• [What is expected]:
Extract the final stretch of the data: the line that contains "tracked, nothing evicted" and every line after it, unaltered, and no other lines.

Source data Block Start

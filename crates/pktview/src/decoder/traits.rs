use crate::error::{DecodeError, ViewerResult};
use crate::session::SessionId;
use crate::unit::ParseUnit;

use super::attachment::Attachment;
use super::model::{Column, DecodedPacket};

/// Per-unit decoder.
///
/// `is_decoded` flips from false to true at most once, during `decode`.
/// Implementations must never flip it back.
pub trait Decoder: Send {
    fn is_decoded(&self) -> bool;

    /// Decode the packet bytes of the unit this decoder was created for.
    /// `Ok(None)` means decoded without producing a payload.
    fn decode(&mut self, packet: &[u8]) -> Result<Option<DecodedPacket>, DecodeError>;
}

/// Pluggable decoder factory.
///
/// A protocol is attached to at most one session at a time. `load` and
/// `unload` enforce the transition rules through `attachment()`; protocols
/// that integrate with something external hook `on_load` / `on_unload`,
/// which the session always runs on the presentation thread.
pub trait Protocol: Send + Sync {
    fn name(&self) -> &str;

    /// Column metadata for the presentation layer
    fn columns(&self) -> &[Column];

    /// Create the decoder for `unit`. `None` binds an undefined decoder.
    fn create_decoder(&self, unit: &ParseUnit) -> Option<Box<dyn Decoder>>;

    fn attachment(&self) -> &Attachment;

    fn on_load(&self, _session: SessionId) {}

    fn on_unload(&self, _session: SessionId) {}

    fn load(&self, session: SessionId) -> ViewerResult<()> {
        self.attachment().attach(self.name(), session)?;
        self.on_load(session);
        Ok(())
    }

    fn unload(&self) -> ViewerResult<()> {
        let session = self.attachment().detach(self.name())?;
        self.on_unload(session);
        Ok(())
    }

    fn is_attached(&self) -> bool {
        self.attachment().session().is_some()
    }
}

impl std::fmt::Debug for dyn Protocol {
    fn fmt(&self, f: &mut std::fmt::Formatter<'_>) -> std::fmt::Result {
        f.debug_struct("Protocol")
            .field("name", &self.name())
            .field("attached", &self.is_attached())
            .finish()
    }
}
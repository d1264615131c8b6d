use std::fmt::Write;

use crate::decoder::{Attachment, Column, DecodedPacket, Decoder, Protocol};
use crate::error::DecodeError;
use crate::unit::ParseUnit;

use super::MAX_PACKET_SIZE;

const ROW_WIDTH: usize = 16;

/// Hex dump of the raw packet bytes, 16 bytes per row.
pub struct HexProtocol {
    columns: Vec<Column>,
    attachment: Attachment,
}

impl HexProtocol {
    pub fn new() -> Self {
        Self {
            columns: vec![Column::new("Length", 8), Column::new("Bytes", 48)],
            attachment: Attachment::new(),
        }
    }
}

impl Default for HexProtocol {
    fn default() -> Self {
        Self::new()
    }
}

impl Protocol for HexProtocol {
    fn name(&self) -> &str {
        "Hex"
    }

    fn columns(&self) -> &[Column] {
        &self.columns
    }

    fn create_decoder(&self, _unit: &ParseUnit) -> Option<Box<dyn Decoder>> {
        Some(Box::new(HexDecoder::default()))
    }

    fn attachment(&self) -> &Attachment {
        &self.attachment
    }
}

#[derive(Debug, Default)]
pub struct HexDecoder {
    decoded: bool,
}

impl Decoder for HexDecoder {
    fn is_decoded(&self) -> bool {
        self.decoded
    }

    fn decode(&mut self, packet: &[u8]) -> Result<Option<DecodedPacket>, DecodeError> {
        if packet.len() > MAX_PACKET_SIZE {
            return Err(DecodeError::TooLarge(packet.len(), MAX_PACKET_SIZE));
        }

        let rows: Vec<String> = packet.chunks(ROW_WIDTH).map(hex_row).collect();
        let fields = rows
            .iter()
            .enumerate()
            .map(|(i, row)| (format!("{:04x}", i * ROW_WIDTH), row.clone()))
            .collect();

        self.decoded = true;
        Ok(Some(DecodedPacket {
            summary: Some(format!("{} bytes", packet.len())),
            cells: vec![packet.len().to_string(), rows.first().cloned().unwrap_or_default()],
            fields,
        }))
    }
}

/// `de ad be ef ...  |....|`, hex column padded so the ASCII column lines up.
fn hex_row(chunk: &[u8]) -> String {
    let mut row = String::with_capacity(ROW_WIDTH * 4 + 4);
    for (i, b) in chunk.iter().enumerate() {
        if i > 0 {
            row.push(' ');
        }
        let _ = write!(row, "{:02x}", b);
    }
    let padding = (ROW_WIDTH - chunk.len()) * 3;
    row.extend(std::iter::repeat(' ').take(padding));

    row.push_str("  |");
    row.extend(chunk.iter().map(|&b| {
        if b.is_ascii_graphic() || b == b' ' {
            b as char
        } else {
            '.'
        }
    }));
    row.push('|');
    row
}
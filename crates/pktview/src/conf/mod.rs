//! Conf module: configuration model, loading, and persisted settings.

pub mod model;
pub mod load;
pub mod settings;

pub use model::{EvictionConfig, ViewerConfig, WorkerConfig};
pub use settings::{MemorySettings, SettingsStore, TomlSettings, AUTO_DECODE_KEY, EVICTION_ENABLED_KEY};
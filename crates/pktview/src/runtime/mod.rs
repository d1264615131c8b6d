//! Runtime module: boot, stdin replay, shutdown.

pub mod boot;
pub mod replay;
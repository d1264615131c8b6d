use std::sync::Arc;

use parking_lot::Mutex;
use serde::Serialize;

use crate::unit::ParseUnit;

struct Ring {
    slots: Vec<Option<Arc<ParseUnit>>>,
    next: usize,
    evictions: u64,
}

/// Fixed-capacity recency ring of decoded units.
///
/// Units only enter the ring after their decode result was written back,
/// so a released unit is never one the decode worker still holds.
pub struct EvictionCache {
    ring: Mutex<Ring>,
}

impl EvictionCache {
    /// Capacity is clamped to at least one slot.
    pub fn new(capacity: usize) -> Self {
        let capacity = capacity.max(1);
        Self {
            ring: Mutex::new(Ring {
                slots: vec![None; capacity],
                next: 0,
                evictions: 0,
            }),
        }
    }

    pub fn capacity(&self) -> usize {
        self.ring.lock().slots.len()
    }

    /// Store `unit` in the next slot, releasing the unit it overwrites.
    /// Returns true if a different unit was released.
    pub fn push(&self, unit: Arc<ParseUnit>) -> bool {
        let mut ring = self.ring.lock();
        let index = ring.next;

        let mut evicted = false;
        if let Some(old) = ring.slots[index].take() {
            if !Arc::ptr_eq(&old, &unit) {
                old.release();
                evicted = true;
            }
        }

        ring.slots[index] = Some(unit);
        ring.next = (index + 1) % ring.slots.len();
        if evicted {
            ring.evictions += 1;
        }
        evicted
    }

    /// Forget every tracked unit without touching their decode state.
    pub fn clear(&self) {
        let mut ring = self.ring.lock();
        ring.slots.iter_mut().for_each(|slot| *slot = None);
        ring.next = 0;
    }

    pub fn len(&self) -> usize {
        self.ring.lock().slots.iter().filter(|s| s.is_some()).count()
    }

    pub fn is_empty(&self) -> bool {
        self.len() == 0
    }

    pub fn contains(&self, unit: &Arc<ParseUnit>) -> bool {
        self.ring
            .lock()
            .slots
            .iter()
            .flatten()
            .any(|u| Arc::ptr_eq(u, unit))
    }

    pub fn stats(&self) -> CacheStats {
        let ring = self.ring.lock();
        CacheStats {
            capacity: ring.slots.len(),
            tracked: ring.slots.iter().filter(|s| s.is_some()).count(),
            evictions: ring.evictions,
        }
    }
}

impl Default for EvictionCache {
    fn default() -> Self {
        Self::new(super::DEFAULT_CAPACITY)
    }
}

/// Cache statistics
#[derive(Debug, Clone, Default, PartialEq, Eq, Serialize)]
pub struct CacheStats {
    pub capacity: usize,
    pub tracked: usize,
    pub evictions: u64,
}

#[cfg(test)]
mod tests {
    use super::*;
    use crate::unit::test_support::{mark_decoded, unit};

    fn decoded(index: usize) -> Arc<ParseUnit> {
        let u = unit(index, b"payload");
        mark_decoded(&u, "payload");
        u
    }

    #[test]
    fn test_capacity_three_scenario() {
        let cache = EvictionCache::new(3);
        let (a, b, c, d, e) = (decoded(0), decoded(1), decoded(2), decoded(3), decoded(4));

        for u in [&a, &b, &c, &d] {
            cache.push(Arc::clone(u));
        }
        assert!(!a.has_decoder() && a.payload().is_none());
        assert!(b.is_decoded() && c.is_decoded() && d.is_decoded());

        cache.push(Arc::clone(&e));
        assert!(!b.has_decoder() && b.payload().is_none());
        assert!(c.is_decoded() && d.is_decoded() && e.is_decoded());
        assert!(c.payload().is_some());
    }

    #[test]
    fn test_n_pushes_release_exactly_the_oldest() {
        let capacity = 5;
        let n = 12;
        let cache = EvictionCache::new(capacity);
        let units: Vec<_> = (0..n).map(decoded).collect();

        for u in &units {
            cache.push(Arc::clone(u));
        }

        let released = units.iter().filter(|u| !u.has_decoder()).count();
        assert_eq!(released, n - capacity);
        for u in &units[n - capacity..] {
            assert!(u.is_decoded(), "unit {} should be intact", u.index());
            assert!(u.payload().is_some());
        }
        assert_eq!(cache.stats().evictions, (n - capacity) as u64);
    }

    #[test]
    fn test_pushing_same_instance_over_itself_does_not_release() {
        let cache = EvictionCache::new(1);
        let a = decoded(0);

        cache.push(Arc::clone(&a));
        let evicted = cache.push(Arc::clone(&a));

        assert!(!evicted);
        assert!(a.is_decoded());
        assert!(cache.contains(&a));
    }

    #[test]
    fn test_clear_keeps_unit_state_and_resets_index() {
        let cache = EvictionCache::new(2);
        let (a, b, c) = (decoded(0), decoded(1), decoded(2));

        cache.push(Arc::clone(&a));
        cache.push(Arc::clone(&b));
        cache.clear();

        assert!(cache.is_empty());
        assert!(a.is_decoded() && b.is_decoded());

        // Index restarted at slot 0: nothing tracked, nothing evicted
        assert!(!cache.push(Arc::clone(&c)));
        assert_eq!(cache.len(), 1);
        assert!(a.is_decoded());
    }

    #[test]
    fn test_zero_capacity_clamped() {
        let cache = EvictionCache::new(0);
        assert_eq!(cache.capacity(), 1);
    }
}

Source data Block End

• [Exercise answer]:
        // Index restarted at slot 0: nothing tracked, nothing evicted
        assert!(!cache.push(Arc::clone(&c)));
        assert_eq!(cache.len(), 1);
        assert!(a.is_decoded());
    }

    #[test]
    fn test_zero_capacity_clamped() {
        let cache = EvictionCache::new(0);
        assert_eq!(cache.capacity(), 1);
    }
}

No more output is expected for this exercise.